On September 15, 2016, a special court in Bengaluru convicted 14 men arrested in the case to five years in prison after they pleaded guilty. Since they had already been in prison for nearly five years they were freed a few months after the conviction.

A separate chargesheet was filed by NIA against 11 people — the alleged Saudi-based recruiters of the youths — who were missing at the time of the initial trial, including Dr Ahmed. Among the people still at large in the case are Shaheed Faisal, alias Ustad, an engineer from Bengaluru, and an LeT veteran from Hyderabad named Farhatullah Ghori, who are also named in the 2016 AQIS recruitment plot by Delhi Police’s Special Cell.

In the AQIS case of Delhi Police, a fast-track court in Delhi issued a proclamation order against Sabeel Ahmed and the other missing men.
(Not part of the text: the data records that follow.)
//! Driver layer for browser automation.
//!
//! This crate exposes the WebDriver session and the page helpers the batch
//! downloader uses to find a download anchor and lift the session cookies.
//!
//! - [`grab_browser::driver::GrabDriver`]: WebDriver client wrapper
//! - [`grab_browser::page::GrabPage`]: trigger-anchor lookup on a loaded page
//! - [`grab_browser::capabilities`]: per-browser session capabilities
pub mod grab_browser;
use anyhow::Result;
use fantoccini::{error::CmdError, Client, Locator};
use linkgrab_common::AnchorLookup;
use std::time::Duration;
use tracing::debug;
use url::Url;

/// A loaded page plus the rules for locating its download anchor.
pub struct GrabPage {
    pub(crate) client: Client,
    trigger_text: String,
    wait_timeout: Duration,
}

impl GrabPage {
    /// Construct a page wrapper around an existing WebDriver client.
    pub fn new(client: Client, trigger_text: String, wait_timeout: Duration) -> Self {
        Self {
            client,
            trigger_text,
            wait_timeout,
        }
    }

    /// Navigate to `url`.
    pub async fn goto(&mut self, url: &str) -> Result<()> {
        debug!(target: "browser.navigate", %url, "loading page");
        self.client.goto(url).await.map_err(anyhow::Error::from)
    }

    /// Return the current page URL.
    pub async fn get_url(&self) -> Result<Url> {
        self.client.current_url().await.map_err(anyhow::Error::from)
    }

    /// Poll for an `<a>` whose text is exactly the trigger phrase, for at
    /// most the configured wait, and read its link target.
    ///
    /// Relative hrefs are resolved against the page URL.
    pub async fn find_trigger_anchor(&self) -> AnchorLookup {
        let xpath = anchor_xpath(&self.trigger_text);

        let element = match self
            .client
            .wait()
            .at_most(self.wait_timeout)
            .for_element(Locator::XPath(&xpath))
            .await
        {
            Ok(element) => element,
            Err(CmdError::WaitTimeout) => {
                return AnchorLookup::Absent {
                    cause: format!(
                        "timed out after {}s waiting for {xpath}",
                        self.wait_timeout.as_secs()
                    ),
                };
            }
            Err(e) => {
                return AnchorLookup::Absent {
                    cause: e.to_string(),
                };
            }
        };

        let raw = match element.attr("href").await {
            Ok(Some(href)) if !href.trim().is_empty() => href,
            Ok(_) => return AnchorLookup::MissingHref,
            Err(e) => {
                return AnchorLookup::Absent {
                    cause: format!("failed to read href: {e}"),
                };
            }
        };

        let href = match self.get_url().await {
            Ok(base) => resolve_href(&base, raw.trim()),
            Err(_) => raw.trim().to_string(),
        };
        debug!(target: "browser.anchor", %href, "trigger anchor found");
        AnchorLookup::Found { href }
    }
}

/// XPath matching anchors whose text node equals `text` exactly.
pub fn anchor_xpath(text: &str) -> String {
    format!("//a[text()={}]", xpath_literal(text))
}

/// Quote `text` as an XPath 1.0 string literal.
///
/// XPath has no escape sequences, so text holding both quote kinds is
/// split into a `concat(...)` of single-quoted pieces and `"'"`.
pub fn xpath_literal(text: &str) -> String {
    if !text.contains('\'') {
        return format!("'{text}'");
    }
    if !text.contains('"') {
        return format!("\"{text}\"");
    }
    let parts: Vec<String> = text
        .split('\'')
        .map(|piece| format!("'{piece}'"))
        .collect();
    format!("concat({})", parts.join(", \"'\", "))
}

fn resolve_href(base: &Url, href: &str) -> String {
    base.join(href)
        .map(|u| u.to_string())
        .unwrap_or_else(|_| href.to_string())
}
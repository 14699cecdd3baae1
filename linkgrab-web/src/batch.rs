//! The batch loop: one link at a time, every failure contained to its link.
//!
//! Per link: navigate, wait for the trigger anchor, read its href, copy the
//! browser cookies, fetch, name the entry, add it to the archive. After the
//! last link the browser is closed once and the archive is written once.

use crate::browser::PageNavigator;
use crate::fetch::FileFetcher;
use linkgrab_archive::{ArchiveWriter, entry_name, extension_for, name_from_url};
use linkgrab_common::{AnchorLookup, GrabError, Result};
use linkgrab_config::GrabConfig;
use std::path::PathBuf;
use tracing::{info, warn};

/// What happened to a single link.
#[derive(Debug, Clone, PartialEq, Eq)]
pub enum DownloadResult {
    /// The file was added to the archive.
    Success { entry_name: String, size: usize },
    /// The line was blank after trimming; nothing was attempted.
    SkippedBlank,
    /// The trigger anchor never appeared.
    SkippedNoButton { cause: String },
    /// The trigger anchor had no href.
    SkippedNoHref,
    /// Reading cookies or downloading the file failed.
    FetchFailed(String),
    /// The page itself could not be loaded.
    NavigationFailed(String),
    /// The download could not be stored in the archive.
    ArchiveFailed(String),
}

impl DownloadResult {
    pub fn is_success(&self) -> bool {
        matches!(self, DownloadResult::Success { .. })
    }

    /// Anything other than an archived file or an ignored blank line.
    pub fn is_failure(&self) -> bool {
        !matches!(
            self,
            DownloadResult::Success { .. } | DownloadResult::SkippedBlank
        )
    }
}

#[derive(Debug, Clone)]
pub struct LinkReport {
    /// 1-based position in the input list.
    pub index: usize,
    /// The link as attempted (trimmed).
    pub url: String,
    pub result: DownloadResult,
}

#[derive(Debug, Clone)]
pub struct BatchReport {
    pub links: Vec<LinkReport>,
    pub archive_path: PathBuf,
    pub archive_size: usize,
}

impl BatchReport {
    pub fn archived(&self) -> usize {
        self.links.iter().filter(|l| l.result.is_success()).count()
    }

    pub fn failed(&self) -> usize {
        self.links.iter().filter(|l| l.result.is_failure()).count()
    }

    /// Entry names written to the archive, in link order.
    pub fn entry_names(&self) -> Vec<&str> {
        self.links
            .iter()
            .filter_map(|l| match &l.result {
                DownloadResult::Success { entry_name, .. } => Some(entry_name.as_str()),
                _ => None,
            })
            .collect()
    }
}

pub struct BatchDownloader<N, F> {
    navigator: N,
    fetcher: F,
    archive: ArchiveWriter,
    archive_path: PathBuf,
}

impl<N: PageNavigator, F: FileFetcher> BatchDownloader<N, F> {
    pub fn new(config: &GrabConfig, navigator: N, fetcher: F) -> Self {
        Self {
            navigator,
            fetcher,
            archive: ArchiveWriter::new(),
            archive_path: config.archive_path(),
        }
    }

    /// Process every link in order, then close the browser and write the
    /// archive. Only the final archive write can fail the batch.
    pub async fn run(mut self, links: &[String]) -> Result<BatchReport> {
        info!(
            "Download process started; files will be archived to {}",
            self.archive_path.display()
        );

        let mut reports = Vec::with_capacity(links.len());
        for (i, raw) in links.iter().enumerate() {
            let index = i + 1;
            let url = raw.trim();
            let result = self.process(index, url).await;
            reports.push(LinkReport {
                index,
                url: url.to_string(),
                result,
            });
        }

        let Self {
            mut navigator,
            archive,
            archive_path,
            ..
        } = self;

        if let Err(e) = navigator.close().await {
            warn!("Failed to close the browser session: {e:#}");
        }

        let archive_size = archive
            .flush(&archive_path)
            .map_err(|e| GrabError::ArchiveWrite {
                path: archive_path.clone(),
                cause: e.to_string(),
            })?;

        info!("Download process finished successfully.");
        info!("All files have been archived to: {}", archive_path.display());

        let report = BatchReport {
            links: reports,
            archive_path,
            archive_size,
        };
        info!(
            links = report.links.len(),
            archived = report.archived(),
            failed = report.failed(),
            "batch summary"
        );
        Ok(report)
    }

    async fn process(&mut self, index: usize, url: &str) -> DownloadResult {
        if url.is_empty() {
            info!("Skipping blank line [{index}]");
            return DownloadResult::SkippedBlank;
        }

        info!("Processing page [{index}]: {url}");

        let href = match self.navigator.open(url).await {
            AnchorLookup::Found { href } => href,
            AnchorLookup::MissingHref => {
                warn!(
                    "{} for URL number [{index}]: {url}. Expected format: <a href='...'>...</a>",
                    GrabError::HrefMissing
                );
                return DownloadResult::SkippedNoHref;
            }
            AnchorLookup::Absent { cause } => {
                let err = GrabError::ButtonNotFound(cause.clone());
                warn!("Error occurred while waiting for the download button at URL [{index}] {url}: {err}");
                return DownloadResult::SkippedNoButton { cause };
            }
            AnchorLookup::NavigationFailed { cause } => {
                let err = GrabError::Navigation {
                    url: url.to_string(),
                    cause,
                };
                warn!("Error occurred trying to download from URL [{index}]: {err}. Download halted.");
                return DownloadResult::NavigationFailed(err.to_string());
            }
        };

        info!("Downloading file from: {href}");

        let cookies = match self.navigator.cookies().await {
            Ok(cookies) => cookies,
            Err(e) => {
                let err = GrabError::Driver(e.context("could not read browser cookies"));
                warn!("Error occurred downloading from URL [{index}] {url}: {err}");
                return DownloadResult::FetchFailed(err.to_string());
            }
        };

        let file = match self.fetcher.fetch(&href, &cookies).await {
            Ok(file) => file,
            Err(e) => {
                let err = GrabError::Http(e.to_string());
                warn!("Error occurred downloading {href} for URL [{index}] {url}: {err}");
                return DownloadResult::FetchFailed(err.to_string());
            }
        };

        let name = entry_name(
            index,
            &name_from_url(url),
            extension_for(&file.content_type),
        );

        match self.archive.add(&name, &file.bytes) {
            Ok(()) => {
                info!("File added to archive as: {name}");
                DownloadResult::Success {
                    entry_name: name,
                    size: file.bytes.len(),
                }
            }
            Err(e) => {
                warn!("Error occurred adding {name} to the archive for URL [{index}] {url}: {e}");
                DownloadResult::ArchiveFailed(e.to_string())
            }
        }
    }
}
According to investigators, the doctor’s alleged links to the AQIS recruitment plot emerged from statements given to the police by a key accused in the case, Abdul Rehman Khan, 38, from Cuttack, Odisha, who was arrested in December 2015. Khan was allegedly at the centre of efforts by AQIS-India and its local chief – Mohammed Asif, 41, a resident of Deepa Sarai in Sambhal region of Uttar Pradesh – to recruit Indian youths on the directions of alleged AQIS chief Maulana Asim Umar.

According to Khan’s statements to the police, he had met Sabeel in Bengaluru in 2009, when the doctor was based in the city after being deported from the UK. Khan is alleged to have later met Ahmed in Saudi Arabia in 2012, where they allegedly discussed recruitment.